Seller warrants (“Seller’s Limited Warranty”) to the original Customer
that any Product manufactured by Seller’s actions and sold to the
original Customer under an Acknowledgement will
be free from manufacturing defects in workmanship of materials under
normal use and service, excepting any normally occurring variations
resulting from the use of feedstock with recycled content, as follows:
(A) for a period of five (5) years for synthetic resilient flooring
Products from the date of shipment from Seller’s facility; (B) for a
period of three (3) years for natural cork Products from the date of
shipment from Seller’s facility; and (C) for a period of fifteen (15)

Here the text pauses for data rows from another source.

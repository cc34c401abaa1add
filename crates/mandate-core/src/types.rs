//! Core data types for per-period market analysis.
//!
//! This module defines the fundamental data structures:
//!
//! - [`Symbol`] - Trading symbol/ticker
//! - [`Period`] - Named analysis window
//! - [`PriceField`] - Which price column a series is built from
//! - [`PriceQuery`] - Parameters of one price request
//! - [`PricePoint`] / [`PriceSeries`] - Time-ordered prices
//! - [`ReturnPoint`] / [`ReturnSeries`] - Simple returns derived from prices

use chrono::NaiveDate;
use serde::{Deserialize, Serialize};
use std::fmt;
use std::str::FromStr;

use crate::error::DataError;
use crate::frequency::DataFrequency;

/// A trading symbol/ticker.
///
/// Symbols are automatically uppercased on creation.
#[derive(Clone, Debug, Default, PartialEq, Eq, Hash, Serialize, Deserialize)]
pub struct Symbol(String);

impl Symbol {
    /// Creates a new symbol from a string, converting to uppercase.
    #[must_use]
    pub fn new(s: impl Into<String>) -> Self {
        Self(s.into().to_uppercase())
    }

    /// Returns the symbol as a string slice.
    #[must_use]
    pub fn as_str(&self) -> &str {
        &self.0
    }
}

impl fmt::Display for Symbol {
    fn fmt(&self, f: &mut fmt::Formatter<'_>) -> fmt::Result {
        write!(f, "{}", self.0)
    }
}

impl FromStr for Symbol {
    type Err = std::convert::Infallible;

    fn from_str(s: &str) -> Result<Self, Self::Err> {
        Ok(Self::new(s))
    }
}

impl From<&str> for Symbol {
    fn from(s: &str) -> Self {
        Self::new(s)
    }
}

impl From<String> for Symbol {
    fn from(s: String) -> Self {
        Self::new(s)
    }
}

/// A labeled, fixed date range used to partition a price history.
///
/// The color is presentational only and never takes part in any computation.
#[derive(Clone, Debug, PartialEq, Eq, Hash, Serialize, Deserialize)]
pub struct Period {
    /// Display label (e.g. the office holder's name).
    pub label: String,
    /// First day of the window, inclusive.
    pub start: NaiveDate,
    /// Last day of the window, inclusive.
    pub end: NaiveDate,
    /// Display color for charts.
    #[serde(default)]
    pub color: String,
}

impl Period {
    /// Creates a new period.
    ///
    /// Fails with [`DataError::InvalidParameter`] when `start` is after `end`
    /// or the label is blank.
    pub fn new(
        label: impl Into<String>,
        start: NaiveDate,
        end: NaiveDate,
        color: impl Into<String>,
    ) -> crate::Result<Self> {
        let period = Self {
            label: label.into(),
            start,
            end,
            color: color.into(),
        };
        period.validate()?;
        Ok(period)
    }

    /// Checks the label and date bounds.
    pub fn validate(&self) -> crate::Result<()> {
        if self.label.trim().is_empty() {
            return Err(DataError::InvalidParameter(
                "period label must not be empty".to_string(),
            ));
        }
        if self.start > self.end {
            return Err(DataError::InvalidParameter(format!(
                "period '{}' starts on {} after its end {}",
                self.label, self.start, self.end
            )));
        }
        Ok(())
    }

    /// Returns true if `date` falls inside the window.
    #[must_use]
    pub fn contains(&self, date: NaiveDate) -> bool {
        self.start <= date && date <= self.end
    }
}

/// Which price column a series is built from.
#[derive(Clone, Copy, Debug, Default, PartialEq, Eq, Hash, Serialize, Deserialize)]
#[serde(rename_all = "snake_case")]
pub enum PriceField {
    /// Raw closing price.
    #[default]
    Close,
    /// Split/dividend adjusted closing price.
    AdjustedClose,
}

impl PriceField {
    /// Column name of this field in an OHLCV frame.
    #[must_use]
    pub const fn column(&self) -> &'static str {
        match self {
            Self::Close => "close",
            Self::AdjustedClose => "adjusted_close",
        }
    }
}

impl FromStr for PriceField {
    type Err = DataError;

    fn from_str(s: &str) -> Result<Self, Self::Err> {
        match s.trim().to_ascii_lowercase().as_str() {
            "close" => Ok(Self::Close),
            "adjusted" | "adjusted_close" | "adj_close" => Ok(Self::AdjustedClose),
            other => Err(DataError::InvalidParameter(format!(
                "unknown price field '{other}', expected close or adjusted"
            ))),
        }
    }
}

/// Parameters of one price request.
#[derive(Clone, Debug, PartialEq, Eq, Hash, Serialize, Deserialize)]
pub struct PriceQuery {
    /// Symbol to fetch.
    pub symbol: Symbol,
    /// First day, inclusive.
    pub start: NaiveDate,
    /// Last day, inclusive.
    pub end: NaiveDate,
    /// Sampling interval.
    pub frequency: DataFrequency,
    /// Price column to extract.
    pub field: PriceField,
}

impl PriceQuery {
    /// Creates a query for the closing price.
    #[must_use]
    pub const fn new(
        symbol: Symbol,
        start: NaiveDate,
        end: NaiveDate,
        frequency: DataFrequency,
    ) -> Self {
        Self {
            symbol,
            start,
            end,
            frequency,
            field: PriceField::Close,
        }
    }

    /// Creates the query covering one period.
    #[must_use]
    pub fn for_period(symbol: Symbol, period: &Period, frequency: DataFrequency) -> Self {
        Self::new(symbol, period.start, period.end, frequency)
    }

    /// Sets the price column.
    #[must_use]
    pub const fn with_field(mut self, field: PriceField) -> Self {
        self.field = field;
        self
    }
}

/// One price observation.
#[derive(Clone, Copy, Debug, PartialEq, Serialize, Deserialize)]
pub struct PricePoint {
    /// Observation date.
    pub timestamp: NaiveDate,
    /// Observed price.
    pub price: f64,
}

impl PricePoint {
    /// Creates a new price point.
    #[must_use]
    pub const fn new(timestamp: NaiveDate, price: f64) -> Self {
        Self { timestamp, price }
    }
}

/// Strictly time-ordered prices for one period.
///
/// Construction sorts the points by timestamp, drops non-finite and
/// non-positive prices and keeps the last observation for a repeated
/// timestamp, so every `PriceSeries` is strictly increasing in time.
#[derive(Clone, Debug, Default, PartialEq, Serialize, Deserialize)]
pub struct PriceSeries {
    points: Vec<PricePoint>,
}

impl PriceSeries {
    /// Creates an empty series.
    #[must_use]
    pub const fn new() -> Self {
        Self { points: Vec::new() }
    }

    /// Creates a series from arbitrary points, normalizing them.
    #[must_use]
    pub fn from_points(points: impl IntoIterator<Item = PricePoint>) -> Self {
        let mut points: Vec<PricePoint> = points
            .into_iter()
            .filter(|p| p.price.is_finite() && p.price > 0.0)
            .collect();
        // stable sort keeps input order among equal timestamps
        points.sort_by_key(|p| p.timestamp);

        let mut deduped: Vec<PricePoint> = Vec::with_capacity(points.len());
        for point in points {
            match deduped.last_mut() {
                Some(last) if last.timestamp == point.timestamp => *last = point,
                _ => deduped.push(point),
            }
        }
        Self { points: deduped }
    }

    /// Creates a series of consecutive daily observations starting at `start`.
    #[must_use]
    pub fn from_prices(start: NaiveDate, prices: &[f64]) -> Self {
        Self::from_points(
            start
                .iter_days()
                .zip(prices.iter())
                .map(|(day, &price)| PricePoint::new(day, price)),
        )
    }

    /// Returns the number of observations.
    #[must_use]
    pub fn len(&self) -> usize {
        self.points.len()
    }

    /// Returns true if there are no observations.
    #[must_use]
    pub fn is_empty(&self) -> bool {
        self.points.is_empty()
    }

    /// Returns the observations.
    #[must_use]
    pub fn points(&self) -> &[PricePoint] {
        &self.points
    }

    /// Returns an iterator over the observations.
    pub fn iter(&self) -> impl Iterator<Item = &PricePoint> {
        self.points.iter()
    }

    /// Returns the prices without their timestamps.
    #[must_use]
    pub fn prices(&self) -> Vec<f64> {
        self.points.iter().map(|p| p.price).collect()
    }

    /// Returns the first observation.
    #[must_use]
    pub fn first(&self) -> Option<&PricePoint> {
        self.points.first()
    }

    /// Returns the last observation.
    #[must_use]
    pub fn last(&self) -> Option<&PricePoint> {
        self.points.last()
    }

    /// Returns the dates of the first and last observations.
    #[must_use]
    pub fn time_range(&self) -> Option<(NaiveDate, NaiveDate)> {
        Some((self.first()?.timestamp, self.last()?.timestamp))
    }

    /// Returns the sub-series that falls inside `period`.
    #[must_use]
    pub fn slice(&self, period: &Period) -> Self {
        Self {
            points: self
                .points
                .iter()
                .filter(|p| period.contains(p.timestamp))
                .copied()
                .collect(),
        }
    }
}

impl FromIterator<PricePoint> for PriceSeries {
    fn from_iter<I: IntoIterator<Item = PricePoint>>(iter: I) -> Self {
        Self::from_points(iter)
    }
}

impl IntoIterator for PriceSeries {
    type Item = PricePoint;
    type IntoIter = std::vec::IntoIter<PricePoint>;

    fn into_iter(self) -> Self::IntoIter {
        self.points.into_iter()
    }
}

/// One simple return, stamped with the date of its closing observation.
#[derive(Clone, Copy, Debug, PartialEq, Serialize, Deserialize)]
pub struct ReturnPoint {
    /// Date of the later of the two prices.
    pub timestamp: NaiveDate,
    /// `price[i] / price[i-1] - 1`.
    pub value: f64,
}

/// Ordered simple returns derived from a [`PriceSeries`].
#[derive(Clone, Debug, Default, PartialEq, Serialize, Deserialize)]
pub struct ReturnSeries {
    points: Vec<ReturnPoint>,
}

impl ReturnSeries {
    /// Creates an empty return series.
    #[must_use]
    pub const fn new() -> Self {
        Self { points: Vec::new() }
    }

    /// Creates a return series from already computed points.
    #[must_use]
    pub const fn from_points(points: Vec<ReturnPoint>) -> Self {
        Self { points }
    }

    /// Returns the number of returns.
    #[must_use]
    pub fn len(&self) -> usize {
        self.points.len()
    }

    /// Returns true if there are no returns.
    #[must_use]
    pub fn is_empty(&self) -> bool {
        self.points.is_empty()
    }

    /// Returns the return points.
    #[must_use]
    pub fn points(&self) -> &[ReturnPoint] {
        &self.points
    }

    /// Returns the return values without their timestamps.
    #[must_use]
    pub fn values(&self) -> Vec<f64> {
        self.points.iter().map(|r| r.value).collect()
    }

    /// Returns an iterator over the return points.
    pub fn iter(&self) -> impl Iterator<Item = &ReturnPoint> {
        self.points.iter()
    }
}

years for polyethylene materials and fabrications (including, without
limitation, any fabricated polyethylene panel Products, restroom and
decorative partitions, toilet and shower stalls, doors, privacy screens,
vanities, countertops, store fixtures, furniture and cabinets) from date
of shipment from Seller’s facility (each period, a “Seller’s Limited
Warranty Period”). The Seller’s Limited Warranty is offered only to the
original Customer under an Acknowledgement, and does not cover damage to
any Product resulting from misuse, abuse, accident, casualty, neglect,
improper handling, freight damage (whether concealed or not),
misapplication or improper installation (including, installation in
abnormal or adverse conditions of heat, moisture, dirt or corrosive
substances) or modification to the Product, including, without
limitation, bending or lamination. Customer’s failure to timely pay any
Invoice in full within the terms specified therein or herein will void
all warranties, express or implied, with regard to any Product listed on
that Invoice, including, without limitation, Seller’s Limited Warranty.
4.2
Batch Sensitivity.
Customer agrees and acknowledges that all Products and materials
manufactured and sold by Seller are batch sensitive, and that orders for
Products and materials manufactured at different times by Seller could
be dissimilar.
4.3
Typical Properties.
All information provided by Seller is offered in good faith as
representative of the characteristics found in materials offered and
Products sold. Physical property measurements are typical values only
and are subject to normal occurring variations in test method and
Product manufacture. No guarantees are expressed or implied and Seller
assumes no liability.
4.4
Accuracy of Information.
Customer acknowledges that all of the information provided by Customer
to Seller is in all material respects true, correct and accurate.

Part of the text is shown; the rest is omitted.